The most impressive thing — and the thing I will always remember about Matt — was his remarkable humility and respect for the game. In a world of obnoxious bloggers and shameless self-promoters, Matt was never interested in the spotlight, and he was not about big money. There are dot-com dreamers out there who would give anything for what Matt had, but he cared about a bigger picture and was constantly sharing his love for hockey. He responded to every question that came his way and took every fan’s online request seriously, never forgetting that he was once one of them.
He also never forgot people he met along the way. When I started a twitter account for HockeyDraftCentral, Matt was the second person to follow me, even though I had not had e-mail contact with him in a couple of years. Last summer, I e-mailed him to ask if there was some way I could help him build out historical information on CapGeek, and I was genuinely excited about the prospect of working with him again after all these years.
Matt didn’t respond to that e-mail for several weeks, which wasn’t like him at all. But I had no idea he was nearly two years into a battle for his life. Then, in August, he e-mailed me to let me know that he couldn’t take me up on my offer because of his illness, which was not public information at the time.
I was stunned and saddened to learn he was sick, but I somehow thought that he was going to beat cancer. I had seen this young man go from obscurity in a New Brunswick computer-science program to the THN top 100. I had to believe that no matter how sick he was, he would find a way to survive.
I had one more e-mail exchange with Matt last November. He was going in for another round of treatment and seemed hopeful. He mentioned that he and Ottawa Senators GM Bryan Murray were fighting the exact same thing despite the big gap in their ages. It suddenly struck me that I had once met Bryan Murray in person but had never actually been in the same room as Matt.
So I knew he was sick, but subconsciously, I was avoiding the reality that his time was so limited. I hadn’t checked CapGeek since he shut it down in January, so I didn’t realize his health had declined so rapidly from November. I suppose that’s something I was afraid to know.
And now he is gone, and hockey will never be the same for his loss. He was remembered in most tribute pieces as an online pioneer, a person of great humility, a friend to all hockey fans and an inspiration to hockey writers. He was indeed all of those things, but none of those journalists had known Matt before he had joined their ranks. Few may have understood just how far he had come.

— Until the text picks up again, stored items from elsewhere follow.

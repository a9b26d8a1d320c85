//! Caller-facing lookups.
//!
//! Every lookup derives a [`CacheKey`] from its arguments, answers from the
//! [`MemoizingGate`] when it can, and otherwise acquires a session from the
//! [`TokenGuardian`] and runs the remote call once.

use std::future::Future;
use std::sync::Arc;

use tokio::task::JoinHandle;
use tokio_util::sync::CancellationToken;
use tracing::{debug, info, warn};
use tvdb_client::{
    Actor, EpisodeQuery, EpisodeRecord, EpisodesSummary, Image, ImagesQuery, Language, Series,
    SeriesSearchResult, TvdbClient, TvdbResponse,
};
use tvdb_config::{SecretSource, TvdbConfig};

use crate::config::GateConfig;
use crate::error::Result;
use crate::gate::{CacheStats, MemoizingGate};
use crate::guardian::TokenGuardian;
use crate::key::CacheKey;

/// Token-refreshing, memoizing access to TheTVDB.
///
/// Share it behind an `Arc`; all methods take `&self`.
///
/// # Example
///
/// ```no_run
/// use tokio_util::sync::CancellationToken;
/// use tvdb_cache::TvdbClientManager;
///
/// # async fn example() -> tvdb_cache::Result<()> {
/// let loaded = tvdb_config::load_config(None)?;
/// let manager = TvdbClientManager::from_config(&loaded.config)?;
///
/// let cancel = CancellationToken::new();
/// let hits = manager.series_by_name("Firefly", &cancel).await?;
/// // Answered from the cache.
/// let again = manager.series_by_name("Firefly", &cancel).await?;
/// assert_eq!(hits.data.len(), again.data.len());
/// # Ok(())
/// # }
/// ```
pub struct TvdbClientManager {
    guardian: TokenGuardian<TvdbClient>,
    gate: Arc<MemoizingGate>,
    config: GateConfig,
    cleanup: Option<JoinHandle<()>>,
}

impl std::fmt::Debug for TvdbClientManager {
    fn fmt(&self, f: &mut std::fmt::Formatter<'_>) -> std::fmt::Result {
        f.debug_struct("TvdbClientManager")
            .field("guardian", &self.guardian)
            .field("gate", &self.gate)
            .field("cleanup", &self.cleanup.is_some())
            .finish()
    }
}

impl TvdbClientManager {
    /// Wrap an unauthenticated client.
    ///
    /// Nothing is sent until the first lookup. When
    /// `config.cleanup_interval` is set to a non-zero interval a sweep task
    /// is spawned, which requires a Tokio runtime.
    pub fn new(client: TvdbClient, api_key: impl Into<String>, config: GateConfig) -> Self {
        let guardian = TokenGuardian::new(client, api_key, &config);
        let gate = Arc::new(MemoizingGate::new(config.ttl));
        let cleanup = config
            .cleanup_interval
            .and_then(|interval| gate.spawn_cleanup_task(interval));

        debug!(
            ttl_secs = config.ttl.as_secs(),
            refresh_threshold_secs = config.refresh_threshold.as_secs(),
            language = %config.language,
            "Client manager created"
        );

        Self {
            guardian,
            gate,
            config,
            cleanup,
        }
    }

    /// Build the client and manager from a configuration.
    ///
    /// The configuration is validated first. The API key is resolved from
    /// `TVDB_API_KEY`, then the `[api]` section.
    pub fn from_config(config: &TvdbConfig) -> Result<Self> {
        Self::from_config_with_env(config, |var| std::env::var(var).ok())
    }

    fn from_config_with_env<F>(config: &TvdbConfig, env: F) -> Result<Self>
    where
        F: Fn(&str) -> Option<String>,
    {
        config.validate()?;
        let secret = tvdb_config::require_api_key_with(config, env)?;
        if secret.source == SecretSource::ConfigFile {
            warn!(
                "Using a plaintext API key from the config file; set {} instead",
                tvdb_config::API_KEY_ENV
            );
        } else {
            info!(source = %secret.source, "Resolved TheTVDB API key");
        }

        let client = TvdbClient::builder()
            .base_url(config.api.base_url())
            .timeout(config.api.timeout())
            .language(config.api.language())
            .build()?;

        Ok(Self::new(client, secret.value, GateConfig::from_config(config)))
    }

    // ─────────────────────────────────────────────────────────────────────────
    // Search
    // ─────────────────────────────────────────────────────────────────────────

    /// Search series by name.
    pub async fn series_by_name(
        &self,
        name: &str,
        cancel: &CancellationToken,
    ) -> tvdb_client::Result<TvdbResponse<Vec<SeriesSearchResult>>> {
        let key = CacheKey::new("search_series_name").arg(name);
        self.cached(key, cancel, |c| async move {
            c.search().series_by_name(name, cancel).await
        })
        .await
    }

    /// Search series by IMDb id.
    pub async fn series_by_imdb_id(
        &self,
        imdb_id: &str,
        cancel: &CancellationToken,
    ) -> tvdb_client::Result<TvdbResponse<Vec<SeriesSearchResult>>> {
        let key = CacheKey::new("search_series_imdb").arg(imdb_id);
        self.cached(key, cancel, |c| async move {
            c.search().series_by_imdb_id(imdb_id, cancel).await
        })
        .await
    }

    /// Search series by Zap2it id.
    pub async fn series_by_zap2it_id(
        &self,
        zap2it_id: &str,
        cancel: &CancellationToken,
    ) -> tvdb_client::Result<TvdbResponse<Vec<SeriesSearchResult>>> {
        let key = CacheKey::new("search_series_zap2it").arg(zap2it_id);
        self.cached(key, cancel, |c| async move {
            c.search().series_by_zap2it_id(zap2it_id, cancel).await
        })
        .await
    }

    // ─────────────────────────────────────────────────────────────────────────
    // Records
    // ─────────────────────────────────────────────────────────────────────────

    /// Get a series record.
    pub async fn series(
        &self,
        id: u32,
        cancel: &CancellationToken,
    ) -> tvdb_client::Result<TvdbResponse<Series>> {
        let key = CacheKey::new("series").arg(id);
        self.cached(key, cancel, |c| async move { c.series().get(id, cancel).await })
            .await
    }

    /// Get an episode record.
    pub async fn episode(
        &self,
        id: u32,
        cancel: &CancellationToken,
    ) -> tvdb_client::Result<TvdbResponse<EpisodeRecord>> {
        let key = CacheKey::new("episode").arg(id);
        self.cached(key, cancel, |c| async move { c.episodes().get(id, cancel).await })
            .await
    }

    /// Get the cast of a series.
    pub async fn actors(
        &self,
        series_id: u32,
        cancel: &CancellationToken,
    ) -> tvdb_client::Result<TvdbResponse<Vec<Actor>>> {
        let key = CacheKey::new("actors").arg(series_id);
        self.cached(key, cancel, |c| async move {
            c.series().actors(series_id, cancel).await
        })
        .await
    }

    /// Query artwork of a series. Each filter combination is cached separately.
    pub async fn images(
        &self,
        series_id: u32,
        query: &ImagesQuery,
        cancel: &CancellationToken,
    ) -> tvdb_client::Result<TvdbResponse<Vec<Image>>> {
        let key = CacheKey::new("images")
            .arg(series_id)
            .filter("keyType", query.key_type.as_deref())
            .filter("resolution", query.resolution.as_deref())
            .filter("subKey", query.sub_key.as_deref());
        self.cached(key, cancel, |c| async move {
            c.series().images(series_id, query, cancel).await
        })
        .await
    }

    /// All languages supported by the API.
    pub async fn languages(
        &self,
        cancel: &CancellationToken,
    ) -> tvdb_client::Result<TvdbResponse<Vec<Language>>> {
        let key = CacheKey::new("languages");
        self.cached(key, cancel, |c| async move { c.languages().all(cancel).await })
            .await
    }

    /// Season and episode counts of a series.
    pub async fn episode_summary(
        &self,
        series_id: u32,
        cancel: &CancellationToken,
    ) -> tvdb_client::Result<TvdbResponse<EpisodesSummary>> {
        let key = CacheKey::new("series_episode_summary").arg(series_id);
        self.cached(key, cancel, |c| async move {
            c.series().episodes_summary(series_id, cancel).await
        })
        .await
    }

    /// One page of a series' episodes matching `query`. Pages start at 1.
    pub async fn episodes_page(
        &self,
        series_id: u32,
        page: u32,
        query: &EpisodeQuery,
        cancel: &CancellationToken,
    ) -> tvdb_client::Result<TvdbResponse<Vec<EpisodeRecord>>> {
        let key = CacheKey::new("episodes_page")
            .arg(series_id)
            .filter("page", Some(page))
            .filter("absoluteNumber", query.absolute_number)
            .filter("airedSeason", query.aired_season)
            .filter("airedEpisode", query.aired_episode)
            .filter("dvdSeason", query.dvd_season)
            .filter("dvdEpisode", query.dvd_episode)
            .filter("imdbId", query.imdb_id.as_deref());
        self.cached(key, cancel, |c| async move {
            c.series().episodes(series_id, page, query, cancel).await
        })
        .await
    }

    // ─────────────────────────────────────────────────────────────────────────
    // Accessors
    // ─────────────────────────────────────────────────────────────────────────

    /// Get the configuration in effect.
    pub fn config(&self) -> &GateConfig {
        &self.config
    }

    /// Get the session guardian.
    pub fn guardian(&self) -> &TokenGuardian<TvdbClient> {
        &self.guardian
    }

    /// Get the lookup cache.
    pub fn gate(&self) -> &MemoizingGate {
        &self.gate
    }

    /// Get cache statistics.
    pub fn stats(&self) -> CacheStats {
        self.gate.stats()
    }

    /// Drop every cached lookup. The session is kept.
    pub fn clear_cache(&self) {
        self.gate.clear();
    }

    /// Drop the session so the next miss authenticates again.
    pub async fn invalidate_session(&self) {
        self.guardian.invalidate().await;
    }

    /// Serve `key` from the cache or run `call` with an authenticated client.
    ///
    /// The whole lookup, including the wait for the miss lock and any
    /// authentication, is abandoned when `cancel` fires.
    async fn cached<T, F, Fut>(
        &self,
        key: CacheKey,
        cancel: &CancellationToken,
        call: F,
    ) -> tvdb_client::Result<TvdbResponse<T>>
    where
        T: Clone + Send + Sync + 'static,
        F: FnOnce(TvdbClient) -> Fut,
        Fut: Future<Output = tvdb_client::Result<TvdbResponse<T>>>,
    {
        let guardian = &self.guardian;
        let fetch = self.gate.fetch(key.as_str(), || async move {
            let client = guardian.acquire_client().await?;
            call(client).await
        });

        tokio::select! {
            biased;
            _ = cancel.cancelled() => {
                debug!(key = %key, "Lookup cancelled");
                Err(tvdb_client::Error::Cancelled)
            }
            result = fetch => result,
        }
    }
}

impl Drop for TvdbClientManager {
    fn drop(&mut self) {
        if let Some(handle) = self.cleanup.take() {
            handle.abort();
        }
    }
}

I will forever remember Matt as the young man on the phone going on to reach heights that might have seemed unimaginable. I was 34 when I had my first conversation with Matt. He was 35 when he died. In those intervening 15 years, he touched the lives of millions of hockey fans who spent countless hours interacting with both him and his work.
I have been looking forward to this year’s Stanley Cup playoffs for a long time, and I fully expect to feel a lot of happiness for a lot of Rangers people in June. But if any other team proves me wrong and takes the Cup instead of this great Rangers team, I want it to be the Detroit Red Wings. And no matter what happens during these playoffs, I will be thinking a lot about Matthew Wuest and how grateful I am to have known one of 21st century hockey’s most important and ground-breaking people.